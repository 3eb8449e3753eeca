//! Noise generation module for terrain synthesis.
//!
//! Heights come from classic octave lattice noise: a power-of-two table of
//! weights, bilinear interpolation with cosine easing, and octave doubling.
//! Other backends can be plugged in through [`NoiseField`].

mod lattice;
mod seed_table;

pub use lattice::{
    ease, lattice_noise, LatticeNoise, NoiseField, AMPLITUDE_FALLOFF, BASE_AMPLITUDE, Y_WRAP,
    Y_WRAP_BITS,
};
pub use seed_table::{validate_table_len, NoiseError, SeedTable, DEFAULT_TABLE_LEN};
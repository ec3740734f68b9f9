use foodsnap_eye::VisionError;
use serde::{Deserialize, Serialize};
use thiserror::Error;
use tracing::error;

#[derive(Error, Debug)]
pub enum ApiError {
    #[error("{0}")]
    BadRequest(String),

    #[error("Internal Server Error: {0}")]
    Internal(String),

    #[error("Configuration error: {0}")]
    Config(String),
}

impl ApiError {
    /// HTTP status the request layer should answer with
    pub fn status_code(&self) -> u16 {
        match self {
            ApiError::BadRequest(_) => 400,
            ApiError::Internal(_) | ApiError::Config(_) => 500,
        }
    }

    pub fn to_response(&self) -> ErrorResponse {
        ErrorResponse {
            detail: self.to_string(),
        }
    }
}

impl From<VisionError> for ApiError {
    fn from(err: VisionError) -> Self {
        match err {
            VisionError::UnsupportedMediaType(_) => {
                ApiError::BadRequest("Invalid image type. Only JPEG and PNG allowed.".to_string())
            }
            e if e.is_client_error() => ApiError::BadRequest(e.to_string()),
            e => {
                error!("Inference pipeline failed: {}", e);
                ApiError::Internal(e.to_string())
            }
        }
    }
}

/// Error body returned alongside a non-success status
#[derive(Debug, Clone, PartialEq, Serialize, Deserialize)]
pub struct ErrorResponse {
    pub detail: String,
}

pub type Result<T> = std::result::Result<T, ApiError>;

---

*Task requirements*
Find each line holding the string "repository" in the listing above, then copy it.

*Task result*
repository 3eb8449e3753eeca
repository ec3740734f68b9f9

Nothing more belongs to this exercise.